Substance P (neurokinin-1) and neurokinin A (neurokinin-2) receptor gene and protein expression in the healthy and inflamed human intestine.

Increasing evidence suggests that tachykinins are involved in the control of pathophysiological states, such as inflammation. The precise localization of tachykinin receptors is of paramount importance in the search for their possible physiological and pathological role; in this study, therefore, we attempted to define cellular sites of substance P (NK-1R) and neurokinin A (NK-2R) receptor expression in the healthy and the inflamed human intestine by in situ hybridization and immunohistochemistry. In the normal ileum and colon, NK-1R and NK-2R were localized to smooth muscle cells of the muscularis mucosae and propria and a few inflammatory cells of the lamina propria; NK-1R expression was also found in the muscular wall of submucosal blood vessels, enteric neurons and, to a lesser degree, in surface epithelial cells. Patients with Crohn's disease and ulcerative colitis showed a dramatic increase in NK-1R density relative to controls, in both the inflamed and the uninvolved mucosa. Up-regulation of NK-1R was particularly evident on epithelial cells lining the mucosal surface and crypts, as well as on endothelial cells of capillaries and venules. Also, a marked increase in NK-2R expression was found in both groups of patients on inflammatory cells of the lamina propria, especially eosinophils.

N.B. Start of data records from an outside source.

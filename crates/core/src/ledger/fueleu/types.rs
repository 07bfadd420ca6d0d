//! FuelEU balance ledger types.

use serde::{Deserialize, Serialize};
use tidemark_shared::types::{GramsCo2e, PoolId, VesselId};

use crate::ledger::error::LedgerError;
use crate::ledger::pool::AllocationType;

/// Whether a period still accepts mutations.
#[derive(Debug, Clone, Copy, PartialEq, Eq, Default, Serialize, Deserialize)]
#[serde(rename_all = "SCREAMING_SNAKE_CASE")]
pub enum PeriodStatus {
    /// Accepts mutations.
    #[default]
    Open,
    /// Final; immutable.
    Closed,
}

/// Compliance position of one vessel in one period.
///
/// `balance_gco2e == banked_gco2e - borrowed_gco2e` after every mutation;
/// both components only ever grow.
#[derive(Debug, Clone, PartialEq, Eq, Serialize, Deserialize)]
pub struct FuelEuPeriodBalance {
    /// The vessel.
    pub vessel_id: VesselId,
    /// The period.
    pub period_year: i32,
    /// Credits received (surpluses and banked carry-over).
    pub banked_gco2e: GramsCo2e,
    /// Debits taken (deficits, borrowings and banked outflows).
    pub borrowed_gco2e: GramsCo2e,
    /// Banked minus borrowed.
    pub balance_gco2e: GramsCo2e,
    /// Pool the vessel joined for the period.
    pub pool_id: Option<PoolId>,
    /// Open or closed.
    pub status: PeriodStatus,
    /// Optimistic concurrency counter; 0 means never written.
    pub version: u64,
}

impl FuelEuPeriodBalance {
    /// The empty, unwritten balance of a period.
    #[must_use]
    pub fn opening(vessel_id: VesselId, period_year: i32) -> Self {
        Self {
            vessel_id,
            period_year,
            banked_gco2e: GramsCo2e::ZERO,
            borrowed_gco2e: GramsCo2e::ZERO,
            balance_gco2e: GramsCo2e::ZERO,
            pool_id: None,
            status: PeriodStatus::Open,
            version: 0,
        }
    }

    /// True once the period is closed.
    #[must_use]
    pub fn is_closed(&self) -> bool {
        self.status == PeriodStatus::Closed
    }

    pub(crate) fn credit(&mut self, amount: GramsCo2e) -> Result<(), LedgerError> {
        self.banked_gco2e = self
            .banked_gco2e
            .checked_add(amount)
            .ok_or(LedgerError::AmountOverflow)?;
        self.rebalance()
    }

    pub(crate) fn debit(&mut self, amount: GramsCo2e) -> Result<(), LedgerError> {
        self.borrowed_gco2e = self
            .borrowed_gco2e
            .checked_add(amount)
            .ok_or(LedgerError::AmountOverflow)?;
        self.rebalance()
    }

    fn rebalance(&mut self) -> Result<(), LedgerError> {
        self.balance_gco2e = self
            .banked_gco2e
            .checked_sub(self.borrowed_gco2e)
            .ok_or(LedgerError::AmountOverflow)?;
        Ok(())
    }
}

/// A mutation of a vessel's period balance.
#[derive(Debug, Clone, PartialEq, Eq, Serialize, Deserialize)]
#[serde(tag = "operation", rename_all = "SCREAMING_SNAKE_CASE")]
pub enum FuelEuOperation {
    /// Books a calculated compliance balance: surplus credits, deficit debits.
    RecordCompliance {
        /// Signed compliance balance.
        amount: GramsCo2e,
    },
    /// Moves surplus into a later period.
    Bank {
        /// Amount to move.
        amount: GramsCo2e,
        /// Receiving period.
        target_period: i32,
    },
    /// Takes an advance against the next period.
    Borrow {
        /// Amount to borrow.
        amount: GramsCo2e,
        /// Period the advance is drawn from.
        from_period: i32,
    },
    /// Joins a compliance pool for the period.
    JoinPool {
        /// The pool.
        pool_id: PoolId,
        /// Direction of the contribution.
        allocation_type: AllocationType,
        /// Amount contributed or received; the sign follows `allocation_type`.
        amount: GramsCo2e,
    },
}

impl FuelEuOperation {
    /// Short name for logs.
    #[must_use]
    pub const fn name(&self) -> &'static str {
        match self {
            Self::RecordCompliance { .. } => "RECORD_COMPLIANCE",
            Self::Bank { .. } => "BANK",
            Self::Borrow { .. } => "BORROW",
            Self::JoinPool { .. } => "JOIN_POOL",
        }
    }
}

/// Result of closing a period.
#[derive(Debug, Clone, PartialEq, Eq, Serialize, Deserialize)]
pub struct PeriodClosure {
    /// The closed period's final state.
    pub closed: FuelEuPeriodBalance,
    /// Surplus credited to the next period.
    pub carried_forward_gco2e: GramsCo2e,
    /// The next period after the carry-over.
    pub next: FuelEuPeriodBalance,
}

Our findings demonstrate that in the normal human intestine NK-1R and NK-2R are expressed in multiple cell types, which are endowed with different physiological functions; in addition, they demonstrate that both NK-1R and NK-2R are up-regulated in patients with Crohn's disease and ulcerative colitis. Taken together, these observations may have important physiological and pathophysiological implications, and provide the rationale for the use of NK-1R and NK-2R antagonists in the treatment of inflammatory bowel disease.[1]